*DATASET ENTRIES*:
//! `convoyd simulate`: run one transition against an in-memory cluster.
//!
//! Current versions named by the transition are seeded as already running.
//! Every event is printed as one JSON line on stdout until the deployment
//! reaches a terminal state; Ctrl-C cancels it.

use std::sync::Arc;

use anyhow::bail;
use tokio::sync::broadcast::error::RecvError;
use tracing::{info, warn};

use convoy_core::{ConvoyConfig, Event, EventBus};
use convoy_deploy::{Collaborators, DeploymentManager, InMemoryCluster, ScriptedProber};
use convoy_plan::Transition;

pub async fn run(transition: Transition, config: &ConvoyConfig, force: bool) -> anyhow::Result<()> {
    let events = EventBus::new(config.deploy.event_buffer);
    let cluster = InMemoryCluster::new(events.clone());
    for current in transition.apps.iter().filter_map(|app| app.from.as_ref()) {
        let seeded = cluster.seed(current, current.instances);
        info!(app = %current.id, version = %current.version, tasks = seeded.len(), "seeded");
    }

    let manager = DeploymentManager::new(
        Collaborators {
            supervisor: Arc::new(cluster.clone()),
            launcher: Arc::new(cluster.clone()),
            artifacts: Arc::new(cluster.clone()),
            prober: Arc::new(ScriptedProber::new()),
        },
        events.clone(),
        config,
    );

    let mut rx = events.subscribe();
    let deployment = manager.request_transition(&transition, force).await?;
    info!(%deployment, "deployment requested");

    let outcome = loop {
        tokio::select! {
            _ = tokio::signal::ctrl_c() => {
                warn!("interrupted, cancelling deployment");
                manager.cancel_deployment(deployment).await?;
            }
            received = rx.recv() => match received {
                Ok(event) => {
                    println!("{}", serde_json::to_string(&event)?);
                    let terminal = matches!(
                        event,
                        Event::DeploymentSucceeded { .. }
                            | Event::DeploymentCancelled { .. }
                            | Event::DeploymentFailed { .. }
                    );
                    if terminal && event.deployment_id() == Some(deployment) {
                        break event;
                    }
                }
                Err(RecvError::Lagged(skipped)) => warn!(skipped, "event output lagged"),
                Err(RecvError::Closed) => bail!("event bus closed"),
            },
        }
    };

    for app_id in transition.apps.iter().filter_map(|app| app.app_id()) {
        let tasks = cluster.tasks(app_id);
        info!(app = %app_id, tasks = tasks.len(), "final task count");
    }
    manager.shutdown().await;

    match outcome {
        Event::DeploymentFailed { reason, .. } => bail!("deployment {deployment} failed: {reason}"),
        Event::DeploymentCancelled { .. } => bail!("deployment {deployment} was cancelled"),
        _ => Ok(()),
    }
}
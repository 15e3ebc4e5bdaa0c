//! convoyd — the Convoy daemon.
//!
//! Plans declared-state transitions and runs them against an in-memory
//! cluster.
//!
//! # Usage
//!
//! ```text
//! convoyd plan --file transition.toml
//! convoyd simulate --file transition.toml --config convoy.toml
//! convoyd config
//! ```

mod simulate;

use std::path::{Path, PathBuf};

use anyhow::Context;
use clap::{Parser, Subcommand};
use tracing::info;
use tracing_subscriber::EnvFilter;

use convoy_core::{ConvoyConfig, LogSettings};
use convoy_plan::{DeploymentPlan, Transition};

#[derive(Parser)]
#[command(name = "convoyd", about = "Convoy deployment orchestrator")]
struct Cli {
    /// Path to convoy.toml. Defaults apply when omitted.
    #[arg(long, global = true)]
    config: Option<PathBuf>,

    #[command(subcommand)]
    command: Command,
}

#[derive(Subcommand)]
enum Command {
    /// Print the deployment plan for a transition file as JSON.
    Plan {
        /// Transition file (TOML).
        #[arg(long)]
        file: PathBuf,
    },
    /// Run a transition against an in-memory cluster and stream its events.
    Simulate {
        /// Transition file (TOML).
        #[arg(long)]
        file: PathBuf,

        /// Preempt deployments holding the same applications.
        #[arg(long)]
        force: bool,
    },
    /// Print the effective configuration.
    Config,
}

#[tokio::main]
async fn main() -> anyhow::Result<()> {
    let cli = Cli::parse();

    let config = match &cli.config {
        Some(path) => ConvoyConfig::from_file(path)?,
        None => ConvoyConfig::default(),
    };
    init_tracing(&config.log)?;

    match cli.command {
        Command::Plan { file } => {
            let transition = read_transition(&file)?;
            let plan = DeploymentPlan::build(&transition)?;
            info!(
                steps = plan.steps.len(),
                actions = plan.action_count(),
                "plan ready"
            );
            println!("{}", serde_json::to_string_pretty(&plan)?);
            Ok(())
        }
        Command::Simulate { file, force } => {
            let transition = read_transition(&file)?;
            simulate::run(transition, &config, force).await
        }
        Command::Config => {
            print!("{}", config.to_toml_string()?);
            Ok(())
        }
    }
}

fn init_tracing(settings: &LogSettings) -> anyhow::Result<()> {
    let filter = EnvFilter::try_from_default_env()
        .or_else(|_| EnvFilter::try_new(&settings.filter))
        .with_context(|| format!("invalid log filter {:?}", settings.filter))?;

    let builder = tracing_subscriber::fmt()
        .with_env_filter(filter)
        .with_writer(std::io::stderr);
    if settings.json {
        builder.json().init();
    } else {
        builder.init();
    }
    Ok(())
}

fn read_transition(path: &Path) -> anyhow::Result<Transition> {
    let content = std::fs::read_to_string(path)
        .with_context(|| format!("reading {}", path.display()))?;
    toml::from_str(&content).with_context(|| format!("parsing {}", path.display()))
}

#[cfg(test)]
mod tests {
    use super::*;

    fn demo(name: &str) -> PathBuf {
        Path::new(env!("CARGO_MANIFEST_DIR"))
            .join("../../demos")
            .join(name)
    }

    #[test]
    fn demo_upgrade_plans() {
        let transition = read_transition(&demo("upgrade.toml")).unwrap();
        let plan = DeploymentPlan::build(&transition).unwrap();
        assert_eq!(plan.affected_apps.len(), 3);
        // Resolve, drain old api and legacy web, start new api, grow it,
        // start web, retire old api.
        assert_eq!(plan.action_count(), 7);
    }

    #[test]
    fn demo_cycle_is_rejected() {
        let transition = read_transition(&demo("cycle.toml")).unwrap();
        assert!(DeploymentPlan::build(&transition).is_err());
    }

    #[test]
    fn demo_config_matches_defaults() {
        let config = ConvoyConfig::from_file(&demo("convoy.toml")).unwrap();
        assert_eq!(config, ConvoyConfig::default());
    }

    #[test]
    fn cli_parses_simulate() {
        let cli = Cli::try_parse_from(["convoyd", "simulate", "--file", "t.toml", "--force"]).unwrap();
        assert!(matches!(cli.command, Command::Simulate { force: true, .. }));
    }
}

*PROBLEM TO SOLVE*:
In the data above, find the line that contains "use anyhow::bail;", then reproduce exactly every line from the first line through that line.

*OUTPUT FOR THIS TASK*:
//! `convoyd simulate`: run one transition against an in-memory cluster.
//!
//! Current versions named by the transition are seeded as already running.
//! Every event is printed as one JSON line on stdout until the deployment
//! reaches a terminal state; Ctrl-C cancels it.

use std::sync::Arc;

use anyhow::bail;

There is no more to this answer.